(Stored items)
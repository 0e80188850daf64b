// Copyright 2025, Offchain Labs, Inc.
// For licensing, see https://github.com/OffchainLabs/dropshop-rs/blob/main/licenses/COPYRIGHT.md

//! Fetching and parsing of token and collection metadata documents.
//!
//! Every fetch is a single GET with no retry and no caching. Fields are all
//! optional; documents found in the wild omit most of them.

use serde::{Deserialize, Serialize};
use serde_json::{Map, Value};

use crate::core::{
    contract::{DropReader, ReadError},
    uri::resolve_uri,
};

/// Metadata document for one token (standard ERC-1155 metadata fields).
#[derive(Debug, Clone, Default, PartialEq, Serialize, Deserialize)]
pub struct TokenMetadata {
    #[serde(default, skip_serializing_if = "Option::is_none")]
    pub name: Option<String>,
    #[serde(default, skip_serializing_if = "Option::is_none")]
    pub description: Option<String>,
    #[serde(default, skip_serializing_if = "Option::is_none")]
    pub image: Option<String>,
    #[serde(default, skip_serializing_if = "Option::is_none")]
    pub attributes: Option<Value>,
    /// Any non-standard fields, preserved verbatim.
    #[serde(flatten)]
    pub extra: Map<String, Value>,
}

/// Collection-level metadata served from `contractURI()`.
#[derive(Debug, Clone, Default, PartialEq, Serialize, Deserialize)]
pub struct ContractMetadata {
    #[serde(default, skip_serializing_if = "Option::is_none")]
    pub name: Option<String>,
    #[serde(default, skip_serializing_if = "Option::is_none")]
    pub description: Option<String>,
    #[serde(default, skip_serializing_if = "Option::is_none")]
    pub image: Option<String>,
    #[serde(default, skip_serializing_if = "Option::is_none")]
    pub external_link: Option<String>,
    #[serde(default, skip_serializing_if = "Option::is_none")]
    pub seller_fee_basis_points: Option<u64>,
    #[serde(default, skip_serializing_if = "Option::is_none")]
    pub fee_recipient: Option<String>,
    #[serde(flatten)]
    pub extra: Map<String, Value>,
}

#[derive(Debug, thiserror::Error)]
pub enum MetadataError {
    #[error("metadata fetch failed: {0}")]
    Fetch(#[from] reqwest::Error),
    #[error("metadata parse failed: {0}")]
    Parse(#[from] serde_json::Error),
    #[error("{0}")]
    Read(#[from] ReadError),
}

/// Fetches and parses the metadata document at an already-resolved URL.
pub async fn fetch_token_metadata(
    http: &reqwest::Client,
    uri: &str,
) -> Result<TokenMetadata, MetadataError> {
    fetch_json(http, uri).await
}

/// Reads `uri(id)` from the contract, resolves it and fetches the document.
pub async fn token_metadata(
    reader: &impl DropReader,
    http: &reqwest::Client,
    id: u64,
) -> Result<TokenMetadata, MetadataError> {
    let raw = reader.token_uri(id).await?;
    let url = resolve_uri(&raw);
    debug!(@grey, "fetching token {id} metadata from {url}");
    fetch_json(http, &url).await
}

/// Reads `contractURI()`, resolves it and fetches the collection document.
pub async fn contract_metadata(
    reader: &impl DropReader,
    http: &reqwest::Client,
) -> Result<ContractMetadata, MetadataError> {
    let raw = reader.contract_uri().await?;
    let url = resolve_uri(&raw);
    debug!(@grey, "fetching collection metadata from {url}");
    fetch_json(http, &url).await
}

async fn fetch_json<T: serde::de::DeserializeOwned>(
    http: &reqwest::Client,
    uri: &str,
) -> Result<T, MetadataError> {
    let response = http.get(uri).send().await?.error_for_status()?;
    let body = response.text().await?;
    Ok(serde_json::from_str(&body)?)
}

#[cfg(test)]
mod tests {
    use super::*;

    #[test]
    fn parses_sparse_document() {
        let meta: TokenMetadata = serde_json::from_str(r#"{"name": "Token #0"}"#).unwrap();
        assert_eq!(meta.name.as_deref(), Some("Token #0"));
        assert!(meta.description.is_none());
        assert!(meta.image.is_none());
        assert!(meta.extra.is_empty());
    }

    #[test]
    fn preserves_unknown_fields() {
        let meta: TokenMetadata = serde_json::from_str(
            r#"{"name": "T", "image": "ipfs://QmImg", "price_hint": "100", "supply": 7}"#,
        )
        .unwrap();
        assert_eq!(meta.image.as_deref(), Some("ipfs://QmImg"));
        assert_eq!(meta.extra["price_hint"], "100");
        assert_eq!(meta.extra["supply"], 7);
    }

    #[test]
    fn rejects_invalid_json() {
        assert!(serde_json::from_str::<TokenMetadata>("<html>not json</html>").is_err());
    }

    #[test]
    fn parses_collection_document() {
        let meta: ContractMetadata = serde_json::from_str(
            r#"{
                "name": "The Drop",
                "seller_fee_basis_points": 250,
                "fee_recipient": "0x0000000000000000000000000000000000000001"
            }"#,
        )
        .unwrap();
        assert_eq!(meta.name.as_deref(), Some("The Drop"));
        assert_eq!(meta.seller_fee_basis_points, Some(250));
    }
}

[REQUIREMENT] All the data needs repeating. Return it exactly.

[THE ANSWER]
repository 0e80188850daf64b
// Copyright 2025, Offchain Labs, Inc.
// For licensing, see https://github.com/OffchainLabs/dropshop-rs/blob/main/licenses/COPYRIGHT.md

//! Fetching and parsing of token and collection metadata documents.
//!
//! Every fetch is a single GET with no retry and no caching. Fields are all
//! optional; documents found in the wild omit most of them.

use serde::{Deserialize, Serialize};
use serde_json::{Map, Value};

use crate::core::{
    contract::{DropReader, ReadError},
    uri::resolve_uri,
};

/// Metadata document for one token (standard ERC-1155 metadata fields).
#[derive(Debug, Clone, Default, PartialEq, Serialize, Deserialize)]
pub struct TokenMetadata {
    #[serde(default, skip_serializing_if = "Option::is_none")]
    pub name: Option<String>,
    #[serde(default, skip_serializing_if = "Option::is_none")]
    pub description: Option<String>,
    #[serde(default, skip_serializing_if = "Option::is_none")]
    pub image: Option<String>,
    #[serde(default, skip_serializing_if = "Option::is_none")]
    pub attributes: Option<Value>,
    /// Any non-standard fields, preserved verbatim.
    #[serde(flatten)]
    pub extra: Map<String, Value>,
}

/// Collection-level metadata served from `contractURI()`.
#[derive(Debug, Clone, Default, PartialEq, Serialize, Deserialize)]
pub struct ContractMetadata {
    #[serde(default, skip_serializing_if = "Option::is_none")]
    pub name: Option<String>,
    #[serde(default, skip_serializing_if = "Option::is_none")]
    pub description: Option<String>,
    #[serde(default, skip_serializing_if = "Option::is_none")]
    pub image: Option<String>,
    #[serde(default, skip_serializing_if = "Option::is_none")]
    pub external_link: Option<String>,
    #[serde(default, skip_serializing_if = "Option::is_none")]
    pub seller_fee_basis_points: Option<u64>,
    #[serde(default, skip_serializing_if = "Option::is_none")]
    pub fee_recipient: Option<String>,
    #[serde(flatten)]
    pub extra: Map<String, Value>,
}

#[derive(Debug, thiserror::Error)]
pub enum MetadataError {
    #[error("metadata fetch failed: {0}")]
    Fetch(#[from] reqwest::Error),
    #[error("metadata parse failed: {0}")]
    Parse(#[from] serde_json::Error),
    #[error("{0}")]
    Read(#[from] ReadError),
}

/// Fetches and parses the metadata document at an already-resolved URL.
pub async fn fetch_token_metadata(
    http: &reqwest::Client,
    uri: &str,
) -> Result<TokenMetadata, MetadataError> {
    fetch_json(http, uri).await
}

/// Reads `uri(id)` from the contract, resolves it and fetches the document.
pub async fn token_metadata(
    reader: &impl DropReader,
    http: &reqwest::Client,
    id: u64,
) -> Result<TokenMetadata, MetadataError> {
    let raw = reader.token_uri(id).await?;
    let url = resolve_uri(&raw);
    debug!(@grey, "fetching token {id} metadata from {url}");
    fetch_json(http, &url).await
}

/// Reads `contractURI()`, resolves it and fetches the collection document.
pub async fn contract_metadata(
    reader: &impl DropReader,
    http: &reqwest::Client,
) -> Result<ContractMetadata, MetadataError> {
    let raw = reader.contract_uri().await?;
    let url = resolve_uri(&raw);
    debug!(@grey, "fetching collection metadata from {url}");
    fetch_json(http, &url).await
}

async fn fetch_json<T: serde::de::DeserializeOwned>(
    http: &reqwest::Client,
    uri: &str,
) -> Result<T, MetadataError> {
    let response = http.get(uri).send().await?.error_for_status()?;
    let body = response.text().await?;
    Ok(serde_json::from_str(&body)?)
}

#[cfg(test)]
mod tests {
    use super::*;

    #[test]
    fn parses_sparse_document() {
        let meta: TokenMetadata = serde_json::from_str(r#"{"name": "Token #0"}"#).unwrap();
        assert_eq!(meta.name.as_deref(), Some("Token #0"));
        assert!(meta.description.is_none());
        assert!(meta.image.is_none());
        assert!(meta.extra.is_empty());
    }

    #[test]
    fn preserves_unknown_fields() {
        let meta: TokenMetadata = serde_json::from_str(
            r#"{"name": "T", "image": "ipfs://QmImg", "price_hint": "100", "supply": 7}"#,
        )
        .unwrap();
        assert_eq!(meta.image.as_deref(), Some("ipfs://QmImg"));
        assert_eq!(meta.extra["price_hint"], "100");
        assert_eq!(meta.extra["supply"], 7);
    }

    #[test]
    fn rejects_invalid_json() {
        assert!(serde_json::from_str::<TokenMetadata>("<html>not json</html>").is_err());
    }

    #[test]
    fn parses_collection_document() {
        let meta: ContractMetadata = serde_json::from_str(
            r#"{
                "name": "The Drop",
                "seller_fee_basis_points": 250,
                "fee_recipient": "0x0000000000000000000000000000000000000001"
            }"#,
        )
        .unwrap();
        assert_eq!(meta.name.as_deref(), Some("The Drop"));
        assert_eq!(meta.seller_fee_basis_points, Some(250));
    }
}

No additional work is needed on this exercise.